02 - La comparaison affirme une similitude tandis que la métaphore la laisse deviner. La comparaison est explicite. Au contraire, dans la métaphore, l'auditeur ou la lectrice doivent reconstituer le sens.
03 - Le contexte est nécessaire à la compréhension de la métaphore. La métaphore étant une figure de l'ambiguïté, le contexte laisse un vaste champ possible d'interprétations, en raison, d'une part, de la disparition des mots supports, et d'autre part à cause de la connotation. (voir figure du « nu »)
04 - Une métaphore courante est un cliché.
05 - Un « trope » est une figure qui consiste à détourner un mot de son sens habituel (ou propre).
06 - La métaphore est un trope, c’est à dire une figure qui consiste à détourner un mot de son sens habituel ou propre.
07 - La métaphore est un procédé rhétorique doté d'une portée argumentative, c'est-à-dire qu'elle vise à rapprocher l'opinion de l'auditeur de celle de l'orateur. Elle suppose la coopération des auditeurs, et des enjeux de persuasion et conviction.
08 - L’intérêt de la métaphore est d'attribuer au sens du terme qu'elle décrit certaines nuances, et pas n'importe lesquelles, qui appartiennent au terme qu'elle lui accole et qu'une simple comparaison ne pourrait expliciter. Ces nuances, ou sèmes, ajoutent du sens au langage. Elle active la polysémie du mot.
09 - L’allégorie rend concrète une idée abstraite. Une allégorie est souvent une métaphore poursuivie dans la longueur d'un texte.
10 - On ne peut pas dire qu'une métaphore soit vraie ou fausse : son interprétation dépend du récepteur. La métaphore s’oppose en cela au discours scientifique qui doit être réfutable, c'est-à-dire qu'on doit pouvoir prouver qu'un énoncé est soit vrai, soit faux. La métaphore aide à conceptualiser ce qui ne peut pas être compris par la désignation et relevant notamment des sentiments et de la pensée.
11 - La métaphore exprime « l'énigmatique : ce qu'elle dit ne peut être pris au pied de la lettre. Elle est une façon de dire le problématique au sein du champ propositionnel.

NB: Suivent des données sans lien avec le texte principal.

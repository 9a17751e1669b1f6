use log::info;
use rand::rngs::OsRng;
use rand::RngCore;
use sha2::{Digest, Sha256};

use qfc_core::{Block, ChainError};

/// Attempt cap per search; one batch is retried on the next tick rather
/// than spinning forever on an unreachable target.
const MAX_ATTEMPTS: u64 = 50_000_000;

/// Proof-of-work nonce search.
///
/// The starting nonce is drawn from the OS CSPRNG, so a search is not
/// derivable from prior outputs; within a search the nonce increments, so
/// no value repeats.
#[derive(Debug, Default)]
pub struct ProofOfWork;

impl ProofOfWork {
    pub fn new() -> Self {
        ProofOfWork
    }

    /// Digest checked against the difficulty target.
    fn digest(block_data: &str, nonce: u64) -> String {
        let mut hasher = Sha256::new();
        hasher.update(format!("{}{}", block_data, nonce));
        hex::encode(hasher.finalize())
    }

    /// Search for a nonce whose digest has `difficulty` leading zero hex
    /// digits. Returns the nonce and the winning hash.
    pub fn mine(&self, block_data: &str, difficulty: u32) -> Result<(u64, String), ChainError> {
        // A hex SHA-256 digest has 64 digits; a longer target can never be
        // met, so fail without burning the attempt budget.
        if difficulty as usize > 64 {
            return Err(ChainError::NonceSearchExhausted {
                attempts: 0,
                difficulty,
            });
        }
        let start = OsRng.next_u64();

        for attempt in 0..MAX_ATTEMPTS {
            let nonce = start.wrapping_add(attempt);
            let hash = Self::digest(block_data, nonce);
            if Block::meets_difficulty(&hash, difficulty) {
                info!(
                    "PoW found at difficulty {}: nonce={}, hash={}",
                    difficulty,
                    nonce,
                    &hash[..16.min(hash.len())]
                );
                return Ok((nonce, hash));
            }
        }

        Err(ChainError::NonceSearchExhausted {
            attempts: MAX_ATTEMPTS,
            difficulty,
        })
    }

    /// Check a claimed nonce against the difficulty target.
    pub fn validate(&self, block_data: &str, nonce: u64, difficulty: u32) -> bool {
        Block::meets_difficulty(&Self::digest(block_data, nonce), difficulty)
    }
}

[2] « Les images et les reflets sont-ils trompeurs ou révèlent-ils des vérités cachées, cette question platonicienne rejoint une des préoccupations essentielles des humanistes, celle des rapports entre l’obscurité des fictions poétiques et la clarté des vérités philosophiques. Entre conscience et illusion, entre sagesse et ignorance, la duplicité des reflets ouvre la possibilité d’une inversion des valeurs qui accorde les principes de la théologie négative à une théorie mimétique de la connaissance : je me connais si je sais que je ne sais rien, dit Socrate ; je sais que je ne produis que des simulacres, dit le peintre, mais on ne voit jamais si bien le monde qu’à travers un miroir. (Le miroir de la sagesse Françoise Graziani )

[3]
L’usage de l’allégorie tombe en désuétude avec la Renaissance (devant le culte de l’histoire, l’allégorie ne joue plus qu’un rôle épisodique et effacé dans la littérature et dans les arts, donnant parfois naissance à des œuvres académiques ou dérisoires). Depuis, on peut quand même noter ponctuellement l’usage artistique puissant de l’allégorie : Albrecht Dürer avec « la Mélancolie », « le Chevalier et la Mort », etc., Prud’hon représentant « la Justice et la Vengeance divine poursuivant le Crime », Delacroix représentant « la Liberté sur les barricades », Baudelaire dont les fameuses « correspondances » seront souvent mises au service d’une « moralité » du mal. Réussites où l’on retrouve peut-être l’équilibre de la passion et de la raison, du signe magique et de la pensée logique.